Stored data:
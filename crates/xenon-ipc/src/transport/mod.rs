//! Socket transport for daemon exchanges.
//!
//! Each [`Transport::exchange`] is one complete connect, write, read, close
//! cycle. The request payload is sent as given; the response has no length
//! prefix or terminator, so it ends when the daemon closes the connection or
//! when the read bound elapses.

use std::io::{self, Read, Write};
use std::time::{Duration, Instant};

#[cfg(unix)]
use std::os::fd::OwnedFd;
#[cfg(unix)]
use std::os::unix::net::UnixStream;

use camino::{Utf8Path, Utf8PathBuf};
#[cfg(unix)]
use socket2::{Domain, SockAddr, Socket, Type};
use tracing::{debug, warn};
use xenon_config::Config;

use crate::errors::{IoOperation, TransportError};

/// Tracing target for transport events.
pub const TRANSPORT_TARGET: &str = "xenon_ipc::transport";

const READ_CHUNK: usize = 4096;

/// Moves one framed request to the daemon and returns its raw reply.
///
/// The production implementation is [`UnixTransport`]. Tests substitute a
/// double so protocol logic can be checked without a socket.
pub trait Transport {
    /// Sends `payload` and collects the response bytes.
    ///
    /// # Errors
    ///
    /// Returns [`TransportError::Connect`] when the socket cannot be opened,
    /// [`TransportError::Timeout`] when the write or the read exceeds its
    /// bound, and [`TransportError::Io`] for any other failure.
    fn exchange(&self, payload: &[u8]) -> Result<Vec<u8>, TransportError>;
}

/// Transport over the daemon's Unix domain socket.
#[derive(Debug, Clone, PartialEq, Eq)]
pub struct UnixTransport {
    path: Utf8PathBuf,
    write_timeout: Duration,
    read_timeout: Duration,
}

impl UnixTransport {
    /// Builds a transport with explicit bounds.
    #[must_use]
    pub fn new(
        path: impl Into<Utf8PathBuf>,
        write_timeout: Duration,
        read_timeout: Duration,
    ) -> Self {
        Self {
            path: path.into(),
            write_timeout,
            read_timeout,
        }
    }

    /// Builds a transport from the socket path and bounds in `config`.
    #[must_use]
    pub fn from_config(config: &Config) -> Self {
        Self::new(
            config.daemon_socket(),
            config.write_timeout(),
            config.read_timeout(),
        )
    }

    /// Socket path this transport dials.
    #[must_use]
    pub fn path(&self) -> &Utf8Path {
        &self.path
    }

    #[cfg(unix)]
    fn connect(&self) -> Result<UnixStream, TransportError> {
        connect_unix(self.path.as_str(), self.write_timeout).map_err(|source| {
            TransportError::Connect {
                path: self.path.clone(),
                source,
            }
        })
    }

    #[cfg(unix)]
    fn send(&self, stream: &mut UnixStream, payload: &[u8]) -> Result<(), TransportError> {
        stream
            .set_write_timeout(Some(self.write_timeout))
            .map_err(|source| TransportError::Io {
                operation: IoOperation::Write,
                source,
            })?;
        stream
            .write_all(payload)
            .and_then(|()| stream.flush())
            .map_err(|source| self.classify(IoOperation::Write, source))
    }

    #[cfg(unix)]
    fn receive(&self, stream: &mut UnixStream) -> Result<Vec<u8>, TransportError> {
        let deadline = Instant::now() + self.read_timeout;
        let mut response = Vec::new();
        let mut chunk = [0_u8; READ_CHUNK];
        loop {
            let remaining = deadline.saturating_duration_since(Instant::now());
            if remaining.is_zero() {
                return self.read_deadline_elapsed(response);
            }
            stream
                .set_read_timeout(Some(remaining))
                .map_err(|source| TransportError::Io {
                    operation: IoOperation::Read,
                    source,
                })?;
            match stream.read(&mut chunk) {
                Ok(0) => return Ok(response),
                Ok(read) => response.extend_from_slice(chunk.get(..read).unwrap_or_default()),
                Err(error) if error.kind() == io::ErrorKind::Interrupted => {}
                Err(error) if is_timeout(&error) => return self.read_deadline_elapsed(response),
                Err(source) => {
                    return Err(TransportError::Io {
                        operation: IoOperation::Read,
                        source,
                    });
                }
            }
        }
    }

    /// A read bound with nothing received is a timeout; with data already
    /// buffered, the daemon is treated as having finished.
    fn read_deadline_elapsed(&self, response: Vec<u8>) -> Result<Vec<u8>, TransportError> {
        if response.is_empty() {
            return Err(TransportError::Timeout {
                operation: IoOperation::Read,
                timeout_ms: duration_ms(self.read_timeout),
            });
        }
        warn!(
            target: TRANSPORT_TARGET,
            socket = %self.path,
            bytes = response.len(),
            "read bound elapsed before the daemon closed the connection"
        );
        Ok(response)
    }

    fn classify(&self, operation: IoOperation, source: io::Error) -> TransportError {
        if is_timeout(&source) {
            let timeout = match operation {
                IoOperation::Write => self.write_timeout,
                IoOperation::Read => self.read_timeout,
            };
            TransportError::Timeout {
                operation,
                timeout_ms: duration_ms(timeout),
            }
        } else {
            TransportError::Io { operation, source }
        }
    }
}

impl Transport for UnixTransport {
    #[cfg(unix)]
    fn exchange(&self, payload: &[u8]) -> Result<Vec<u8>, TransportError> {
        debug!(
            target: TRANSPORT_TARGET,
            socket = %self.path,
            bytes = payload.len(),
            "opening daemon connection"
        );
        // The stream is dropped, and the descriptor closed, on every return path.
        let mut stream = self.connect()?;
        self.send(&mut stream, payload)?;
        let response = self.receive(&mut stream)?;
        debug!(
            target: TRANSPORT_TARGET,
            socket = %self.path,
            bytes = response.len(),
            "daemon exchange complete"
        );
        Ok(response)
    }

    #[cfg(not(unix))]
    fn exchange(&self, _payload: &[u8]) -> Result<Vec<u8>, TransportError> {
        Err(TransportError::Connect {
            path: self.path.clone(),
            source: io::Error::new(
                io::ErrorKind::Unsupported,
                "platform does not support Unix sockets",
            ),
        })
    }
}

#[cfg(unix)]
fn connect_unix(path: &str, timeout: Duration) -> io::Result<UnixStream> {
    let socket = Socket::new(Domain::UNIX, Type::STREAM, None)?;
    let address = SockAddr::unix(path)?;
    socket.connect_timeout(&address, timeout)?;
    Ok(UnixStream::from(OwnedFd::from(socket)))
}

fn is_timeout(error: &io::Error) -> bool {
    matches!(
        error.kind(),
        io::ErrorKind::WouldBlock | io::ErrorKind::TimedOut
    )
}

fn duration_ms(duration: Duration) -> u64 {
    u64::try_from(duration.as_millis()).unwrap_or(u64::MAX)
}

▶ [Instructions to follow]:
Write out all the data again, exactly as it appears.

▶ [Expected answer]:
filename crates/xenon-ipc/src/transport/mod.rs
//! Socket transport for daemon exchanges.
//!
//! Each [`Transport::exchange`] is one complete connect, write, read, close
//! cycle. The request payload is sent as given; the response has no length
//! prefix or terminator, so it ends when the daemon closes the connection or
//! when the read bound elapses.

use std::io::{self, Read, Write};
use std::time::{Duration, Instant};

#[cfg(unix)]
use std::os::fd::OwnedFd;
#[cfg(unix)]
use std::os::unix::net::UnixStream;

use camino::{Utf8Path, Utf8PathBuf};
#[cfg(unix)]
use socket2::{Domain, SockAddr, Socket, Type};
use tracing::{debug, warn};
use xenon_config::Config;

use crate::errors::{IoOperation, TransportError};

/// Tracing target for transport events.
pub const TRANSPORT_TARGET: &str = "xenon_ipc::transport";

const READ_CHUNK: usize = 4096;

/// Moves one framed request to the daemon and returns its raw reply.
///
/// The production implementation is [`UnixTransport`]. Tests substitute a
/// double so protocol logic can be checked without a socket.
pub trait Transport {
    /// Sends `payload` and collects the response bytes.
    ///
    /// # Errors
    ///
    /// Returns [`TransportError::Connect`] when the socket cannot be opened,
    /// [`TransportError::Timeout`] when the write or the read exceeds its
    /// bound, and [`TransportError::Io`] for any other failure.
    fn exchange(&self, payload: &[u8]) -> Result<Vec<u8>, TransportError>;
}

/// Transport over the daemon's Unix domain socket.
#[derive(Debug, Clone, PartialEq, Eq)]
pub struct UnixTransport {
    path: Utf8PathBuf,
    write_timeout: Duration,
    read_timeout: Duration,
}

impl UnixTransport {
    /// Builds a transport with explicit bounds.
    #[must_use]
    pub fn new(
        path: impl Into<Utf8PathBuf>,
        write_timeout: Duration,
        read_timeout: Duration,
    ) -> Self {
        Self {
            path: path.into(),
            write_timeout,
            read_timeout,
        }
    }

    /// Builds a transport from the socket path and bounds in `config`.
    #[must_use]
    pub fn from_config(config: &Config) -> Self {
        Self::new(
            config.daemon_socket(),
            config.write_timeout(),
            config.read_timeout(),
        )
    }

    /// Socket path this transport dials.
    #[must_use]
    pub fn path(&self) -> &Utf8Path {
        &self.path
    }

    #[cfg(unix)]
    fn connect(&self) -> Result<UnixStream, TransportError> {
        connect_unix(self.path.as_str(), self.write_timeout).map_err(|source| {
            TransportError::Connect {
                path: self.path.clone(),
                source,
            }
        })
    }

    #[cfg(unix)]
    fn send(&self, stream: &mut UnixStream, payload: &[u8]) -> Result<(), TransportError> {
        stream
            .set_write_timeout(Some(self.write_timeout))
            .map_err(|source| TransportError::Io {
                operation: IoOperation::Write,
                source,
            })?;
        stream
            .write_all(payload)
            .and_then(|()| stream.flush())
            .map_err(|source| self.classify(IoOperation::Write, source))
    }

    #[cfg(unix)]
    fn receive(&self, stream: &mut UnixStream) -> Result<Vec<u8>, TransportError> {
        let deadline = Instant::now() + self.read_timeout;
        let mut response = Vec::new();
        let mut chunk = [0_u8; READ_CHUNK];
        loop {
            let remaining = deadline.saturating_duration_since(Instant::now());
            if remaining.is_zero() {
                return self.read_deadline_elapsed(response);
            }
            stream
                .set_read_timeout(Some(remaining))
                .map_err(|source| TransportError::Io {
                    operation: IoOperation::Read,
                    source,
                })?;
            match stream.read(&mut chunk) {
                Ok(0) => return Ok(response),
                Ok(read) => response.extend_from_slice(chunk.get(..read).unwrap_or_default()),
                Err(error) if error.kind() == io::ErrorKind::Interrupted => {}
                Err(error) if is_timeout(&error) => return self.read_deadline_elapsed(response),
                Err(source) => {
                    return Err(TransportError::Io {
                        operation: IoOperation::Read,
                        source,
                    });
                }
            }
        }
    }

    /// A read bound with nothing received is a timeout; with data already
    /// buffered, the daemon is treated as having finished.
    fn read_deadline_elapsed(&self, response: Vec<u8>) -> Result<Vec<u8>, TransportError> {
        if response.is_empty() {
            return Err(TransportError::Timeout {
                operation: IoOperation::Read,
                timeout_ms: duration_ms(self.read_timeout),
            });
        }
        warn!(
            target: TRANSPORT_TARGET,
            socket = %self.path,
            bytes = response.len(),
            "read bound elapsed before the daemon closed the connection"
        );
        Ok(response)
    }

    fn classify(&self, operation: IoOperation, source: io::Error) -> TransportError {
        if is_timeout(&source) {
            let timeout = match operation {
                IoOperation::Write => self.write_timeout,
                IoOperation::Read => self.read_timeout,
            };
            TransportError::Timeout {
                operation,
                timeout_ms: duration_ms(timeout),
            }
        } else {
            TransportError::Io { operation, source }
        }
    }
}

impl Transport for UnixTransport {
    #[cfg(unix)]
    fn exchange(&self, payload: &[u8]) -> Result<Vec<u8>, TransportError> {
        debug!(
            target: TRANSPORT_TARGET,
            socket = %self.path,
            bytes = payload.len(),
            "opening daemon connection"
        );
        // The stream is dropped, and the descriptor closed, on every return path.
        let mut stream = self.connect()?;
        self.send(&mut stream, payload)?;
        let response = self.receive(&mut stream)?;
        debug!(
            target: TRANSPORT_TARGET,
            socket = %self.path,
            bytes = response.len(),
            "daemon exchange complete"
        );
        Ok(response)
    }

    #[cfg(not(unix))]
    fn exchange(&self, _payload: &[u8]) -> Result<Vec<u8>, TransportError> {
        Err(TransportError::Connect {
            path: self.path.clone(),
            source: io::Error::new(
                io::ErrorKind::Unsupported,
                "platform does not support Unix sockets",
            ),
        })
    }
}

#[cfg(unix)]
fn connect_unix(path: &str, timeout: Duration) -> io::Result<UnixStream> {
    let socket = Socket::new(Domain::UNIX, Type::STREAM, None)?;
    let address = SockAddr::unix(path)?;
    socket.connect_timeout(&address, timeout)?;
    Ok(UnixStream::from(OwnedFd::from(socket)))
}

fn is_timeout(error: &io::Error) -> bool {
    matches!(
        error.kind(),
        io::ErrorKind::WouldBlock | io::ErrorKind::TimedOut
    )
}

fn duration_ms(duration: Duration) -> u64 {
    u64::try_from(duration.as_millis()).unwrap_or(u64::MAX)
}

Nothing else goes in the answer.